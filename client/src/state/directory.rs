//! User Directory state: cached user list, per-row mutations, confirmations.
//!
//! SYSTEM CONTEXT
//! ==============
//! `pages::user_directory` owns one `RwSignal<DirectoryState>`. Every mutating
//! action runs in three steps so the rules stay testable without a browser:
//!
//! 1. `request_*` validates locally and parks a [`PendingAction`] for the
//!    confirmation dialog (self-delete is rejected here, before any request).
//! 2. `confirm` marks the row in flight and yields a [`Mutation`], which the
//!    page hands to [`execute`].
//! 3. `finish` reconciles the cache to the server-confirmed value, always
//!    clears the in-flight marker, and reports a notice plus an optional
//!    [`Followup`].
//!
//! In-flight markers are per row: a pending toggle on one user never blocks
//! actions on another.

#[cfg(test)]
#[path = "directory_test.rs"]
mod directory_test;

use std::collections::HashSet;
use std::time::Duration;

use crate::net::api::{AdminApi, ApiResult};
use crate::net::types::User;
use crate::state::notice::Notice;

/// Delay before a forced logout so the confirmation notice stays readable.
pub const SESSION_RESET_DELAY: Duration = Duration::from_secs(2);

/// Action awaiting confirmation.
#[derive(Clone, Debug, PartialEq, Eq)]
pub enum PendingAction {
    ToggleAdmin { user_id: i64, username: String, grant: bool },
    Delete { user_id: i64, username: String },
}

/// Wording for the confirmation dialog.
#[derive(Clone, Debug, PartialEq, Eq)]
pub struct ConfirmPrompt {
    pub title: String,
    pub body: String,
    pub confirm_label: &'static str,
    pub destructive: bool,
}

impl PendingAction {
    /// Build the dialog wording. Revoking one's own role warns about the
    /// forced logout that follows.
    #[must_use]
    pub fn prompt(&self, actor_id: Option<i64>) -> ConfirmPrompt {
        match self {
            Self::ToggleAdmin { user_id, username, grant: true } => ConfirmPrompt {
                title: "Grant admin access".to_owned(),
                body: format!("Give {username} (ID {user_id}) full administrative access?"),
                confirm_label: "Grant",
                destructive: false,
            },
            Self::ToggleAdmin { user_id, username, grant: false } => {
                let body = if actor_id == Some(*user_id) {
                    "You are about to remove your own admin access. You will be signed out \
                     and lose access to this dashboard."
                        .to_owned()
                } else {
                    format!("Remove administrative access from {username} (ID {user_id})?")
                };
                ConfirmPrompt {
                    title: "Revoke admin access".to_owned(),
                    body,
                    confirm_label: "Revoke",
                    destructive: true,
                }
            }
            Self::Delete { user_id, username } => ConfirmPrompt {
                title: "Delete user".to_owned(),
                body: format!(
                    "Permanently delete {username} (ID {user_id})? This cannot be undone. All of \
                     their messages, events and linked WhatsApp sessions will be removed."
                ),
                confirm_label: "Delete",
                destructive: true,
            },
        }
    }

    fn user_id(&self) -> i64 {
        match self {
            Self::ToggleAdmin { user_id, .. } | Self::Delete { user_id, .. } => *user_id,
        }
    }
}

/// Confirmed server call for one row.
#[derive(Clone, Copy, Debug, PartialEq, Eq)]
pub enum Mutation {
    SetAdmin { user_id: i64, is_admin: bool },
    Delete { user_id: i64 },
}

/// Irreversible side effect scheduled after a successful call.
#[derive(Clone, Copy, Debug, PartialEq, Eq)]
pub enum Followup {
    /// Purge the local session and redirect to login once `after` elapses.
    EndSession { after: Duration },
}

/// Result of reconciling a mutation.
#[derive(Clone, Debug, PartialEq, Eq)]
pub struct Outcome {
    pub notice: Notice,
    pub followup: Option<Followup>,
}

/// Local refusal of an action; no request is sent.
#[derive(Clone, Copy, Debug, PartialEq, Eq, thiserror::Error)]
pub enum Rejection {
    #[error("You cannot delete your own account.")]
    SelfDelete,
    #[error("An action for this user is already in progress.")]
    Busy,
    #[error("That user is no longer in the list.")]
    UnknownUser,
}

impl Rejection {
    #[must_use]
    pub fn notice(self) -> Notice {
        Notice::error("Action not allowed", self.to_string())
    }
}

/// Header counts shown above the table.
#[derive(Clone, Copy, Debug, Default, PartialEq, Eq)]
pub struct DirectorySummary {
    pub total: usize,
    pub admins: usize,
    pub connected: usize,
}

#[derive(Clone, Debug, Default)]
pub struct DirectoryState {
    pub users: Vec<User>,
    pub loading: bool,
    pub loaded: bool,
    /// Rows with a role change in flight.
    pub updating: HashSet<i64>,
    /// Rows with a deletion in flight.
    pub deleting: HashSet<i64>,
    pub pending: Option<PendingAction>,
    /// Self-elevation call in flight.
    pub elevating: bool,
}

impl DirectoryState {
    #[must_use]
    pub fn summary(&self) -> DirectorySummary {
        DirectorySummary {
            total: self.users.len(),
            admins: self.users.iter().filter(|u| u.is_admin).count(),
            connected: self.users.iter().filter(|u| u.whatsapp_connected).count(),
        }
    }

    #[must_use]
    pub fn is_busy(&self, user_id: i64) -> bool {
        self.updating.contains(&user_id) || self.deleting.contains(&user_id)
    }

    fn find(&self, user_id: i64) -> Option<&User> {
        self.users.iter().find(|u| u.id == user_id)
    }

    // =========================================================================
    // FETCH
    // =========================================================================

    /// Mark the list as loading. Returns `false` if a load is already running.
    pub fn begin_load(&mut self) -> bool {
        if self.loading {
            return false;
        }
        self.loading = true;
        true
    }

    /// Replace the cache on success; keep the last-known list on failure.
    pub fn finish_load(&mut self, result: ApiResult<Vec<User>>) -> Option<Notice> {
        self.loading = false;
        match result {
            Ok(users) => {
                self.users = users;
                self.loaded = true;
                None
            }
            Err(err) => Some(Notice::error("Failed to load users", err.notice_text())),
        }
    }

    // =========================================================================
    // ROLE TOGGLE + DELETE
    // =========================================================================

    /// Park a grant/revoke confirmation framed by the row's current flag.
    ///
    /// # Errors
    ///
    /// Rejects unknown or busy rows.
    pub fn request_toggle_admin(&mut self, user_id: i64) -> Result<(), Rejection> {
        let user = self.find(user_id).ok_or(Rejection::UnknownUser)?;
        if self.is_busy(user_id) {
            return Err(Rejection::Busy);
        }
        self.pending = Some(PendingAction::ToggleAdmin {
            user_id,
            username: user.username.clone(),
            grant: !user.is_admin,
        });
        Ok(())
    }

    /// Park a destructive delete confirmation.
    ///
    /// # Errors
    ///
    /// Rejects the acting user's own row before anything else, then unknown or
    /// busy rows.
    pub fn request_delete(&mut self, user_id: i64, actor_id: Option<i64>) -> Result<(), Rejection> {
        if actor_id == Some(user_id) {
            return Err(Rejection::SelfDelete);
        }
        let user = self.find(user_id).ok_or(Rejection::UnknownUser)?;
        if self.is_busy(user_id) {
            return Err(Rejection::Busy);
        }
        self.pending = Some(PendingAction::Delete { user_id, username: user.username.clone() });
        Ok(())
    }

    pub fn cancel(&mut self) {
        self.pending = None;
    }

    /// Accept the parked confirmation, mark its row in flight and return the
    /// call to make. `None` if nothing is parked or the row became busy.
    pub fn confirm(&mut self) -> Option<Mutation> {
        let pending = self.pending.take()?;
        if self.is_busy(pending.user_id()) {
            return None;
        }
        let mutation = match pending {
            PendingAction::ToggleAdmin { user_id, grant, .. } => {
                self.updating.insert(user_id);
                Mutation::SetAdmin { user_id, is_admin: grant }
            }
            PendingAction::Delete { user_id, .. } => {
                self.deleting.insert(user_id);
                Mutation::Delete { user_id }
            }
        };
        Some(mutation)
    }

    /// Reconcile a finished mutation against the cache.
    ///
    /// Only a confirmed success touches the cache, and only the target row.
    /// The row's in-flight marker is cleared whatever the result.
    pub fn finish(&mut self, mutation: Mutation, actor_id: Option<i64>, result: ApiResult<()>) -> Outcome {
        match mutation {
            Mutation::SetAdmin { user_id, is_admin } => {
                self.updating.remove(&user_id);
                if let Err(err) = result {
                    return Outcome { notice: Notice::error("Role update failed", err.notice_text()), followup: None };
                }
                let mut username = format!("User {user_id}");
                if let Some(user) = self.users.iter_mut().find(|u| u.id == user_id) {
                    user.is_admin = is_admin;
                    username.clone_from(&user.username);
                }
                if !is_admin && actor_id == Some(user_id) {
                    return Outcome {
                        notice: Notice::warning(
                            "Admin access removed",
                            "You revoked your own admin access. Signing you out...",
                        ),
                        followup: Some(Followup::EndSession { after: SESSION_RESET_DELAY }),
                    };
                }
                let notice = if is_admin {
                    Notice::success("Admin access granted", format!("{username} is now an admin."))
                } else {
                    Notice::success("Admin access revoked", format!("{username} is no longer an admin."))
                };
                Outcome { notice, followup: None }
            }
            Mutation::Delete { user_id } => {
                self.deleting.remove(&user_id);
                match result {
                    Ok(()) => {
                        self.users.retain(|u| u.id != user_id);
                        Outcome {
                            notice: Notice::success("User deleted", format!("User {user_id} and their data were removed.")),
                            followup: None,
                        }
                    }
                    Err(err) => Outcome { notice: Notice::error("Delete failed", err.notice_text()), followup: None },
                }
            }
        }
    }

    // =========================================================================
    // SELF-ELEVATION
    // =========================================================================

    /// Mark self-elevation in flight. Returns `false` if already running.
    pub fn begin_elevate(&mut self) -> bool {
        if self.elevating {
            return false;
        }
        self.elevating = true;
        true
    }

    /// A successful elevation always ends the session so the new role is
    /// picked up on the next login.
    pub fn finish_elevate(&mut self, result: ApiResult<Option<String>>) -> Outcome {
        self.elevating = false;
        match result {
            Ok(message) => Outcome {
                notice: Notice::success(
                    message.unwrap_or_else(|| "You are now an admin.".to_owned()),
                    "Signing you out so the new role takes effect...",
                ),
                followup: Some(Followup::EndSession { after: SESSION_RESET_DELAY }),
            },
            Err(err) => Outcome { notice: Notice::error("Could not make you admin", err.notice_text()), followup: None },
        }
    }
}

/// Issue the server call for a confirmed mutation.
pub async fn execute<A: AdminApi>(api: &A, mutation: Mutation) -> ApiResult<()> {
    match mutation {
        Mutation::SetAdmin { user_id, is_admin } => api.set_admin(user_id, is_admin).await,
        Mutation::Delete { user_id } => api.delete_user(user_id).await,
    }
}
....................
**Exercise directions:** Count the lines holding the word "loading" in this material. Reply with the number and nothing else.

**Reply:** 5